The fact that e-books look like crap isn't because EPUB has to be redesigned or be reprogrammed or enhanced; it's because (some) publishers are (still) treating e-books as second rank products, and are not using the capabilities of the standard to its fullest.
I'm not a fan of publishers but I believe they (or most of them anyway) are more interested in making money than books. That's why I think it's an economic issue. I don't think (most) publishers are interested in making books (regular or ebooks) look either good or bad-I think they're interested in making them look whatever way will make them the most money.

As it happens I disagree with your contention that you don't need to be a programmer. But then I disagree with most programmers about who is a programmer, too so perhaps it's our definitions of 'programmer' that differs. If you work with the raw HTML & CSS then, IMO, you're a programmer. If, OTOH, you use Sigil to produce HTML-encoded documents (ebooks) then you might not be a programmer. (Programmers can use tools like Sigil too.)

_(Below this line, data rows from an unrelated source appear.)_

//! Shared application state

use std::sync::Arc;

use crate::app::options::{AppOptions, EndpointOptions};
use crate::edge::artifacts::{ArtifactStore, HttpArtifactStore};
use crate::edge::dns::{DnsProvider, HttpDnsProvider};
use crate::edge::functions::{FunctionPlatform, HttpFunctionPlatform};
use crate::edge::hostnames::{EdgeHostnames, HttpEdgeHostnames};
use crate::edge::routing::{HttpRoutingStore, RoutingStore};
use crate::errors::ControlError;
use crate::publish::{DomainProvisioner, Finalizer, GarbageCollector, RollbackEngine};
use crate::registry::{MemoryRegistry, Registry};

/// Shared application state: the registry, upstream clients and the
/// engines built on top of them
pub struct AppState {
    pub registry: Arc<dyn Registry>,
    pub routing: Arc<dyn RoutingStore>,
    pub functions: Arc<dyn FunctionPlatform>,
    pub dns: Arc<dyn DnsProvider>,
    pub hostnames: Arc<dyn EdgeHostnames>,
    pub artifacts: Arc<dyn ArtifactStore>,
    pub gc: Arc<GarbageCollector>,
    pub finalizer: Arc<Finalizer>,
    pub rollback: Arc<RollbackEngine>,
    pub provisioner: Arc<DomainProvisioner>,
}

impl AppState {
    /// Initialize the application state from options
    pub fn init(options: &AppOptions) -> Result<Self, ControlError> {
        let registry: Arc<dyn Registry> = Arc::new(MemoryRegistry::new());

        let routing: Arc<dyn RoutingStore> =
            Arc::new(http_client(&options.clients.routing_store, HttpRoutingStore::new)?);
        let functions: Arc<dyn FunctionPlatform> = Arc::new(http_client(
            &options.clients.function_platform,
            HttpFunctionPlatform::new,
        )?);
        let dns: Arc<dyn DnsProvider> =
            Arc::new(http_client(&options.clients.dns_provider, HttpDnsProvider::new)?);
        let hostnames: Arc<dyn EdgeHostnames> =
            Arc::new(http_client(&options.clients.edge_hostnames, HttpEdgeHostnames::new)?);
        let artifacts: Arc<dyn ArtifactStore> =
            Arc::new(http_client(&options.clients.artifact_store, HttpArtifactStore::new)?);

        let gc = Arc::new(GarbageCollector::new(
            registry.clone(),
            artifacts.clone(),
            options.gc_keep_count,
        ));

        let finalizer = Arc::new(Finalizer::new(
            registry.clone(),
            routing.clone(),
            functions.clone(),
            dns.clone(),
            gc.clone(),
            options.apex_domain.clone(),
            options.account_dns_endpoint.clone(),
        ));

        let rollback = Arc::new(RollbackEngine::new(registry.clone(), finalizer.clone()));

        let provisioner = Arc::new(DomainProvisioner::new(
            registry.clone(),
            routing.clone(),
            dns.clone(),
            hostnames.clone(),
            options.apex_domain.clone(),
            options.edge_cname_target.clone(),
        ));

        Ok(Self {
            registry,
            routing,
            functions,
            dns,
            hostnames,
            artifacts,
            gc,
            finalizer,
            rollback,
            provisioner,
        })
    }
}

fn http_client<T>(
    options: &EndpointOptions,
    build: impl Fn(&str, String, std::time::Duration) -> Result<T, ControlError>,
) -> Result<T, ControlError> {
    build(&options.base_url, options.api_token.clone(), options.timeout)
}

I haven't used Sigil. I understand it's free-so if it works why aren't publishers using it? Perhaps its training costs. As I said before I doubt if most publishers have any interest in producing books that look bad so the question is why they're doing it. IMO it's got to come down to money. Either the books need to be fixed manually, which is expensive, or tools that work aren't available, or the available tools that work require training to use-and that's also expensive. I'm not in the industry so I don't know which it is-it might even be that you're right & the poor quality is due to publishers' dislike of ebooks. I don't really believe that but I've been wrong once or twice before.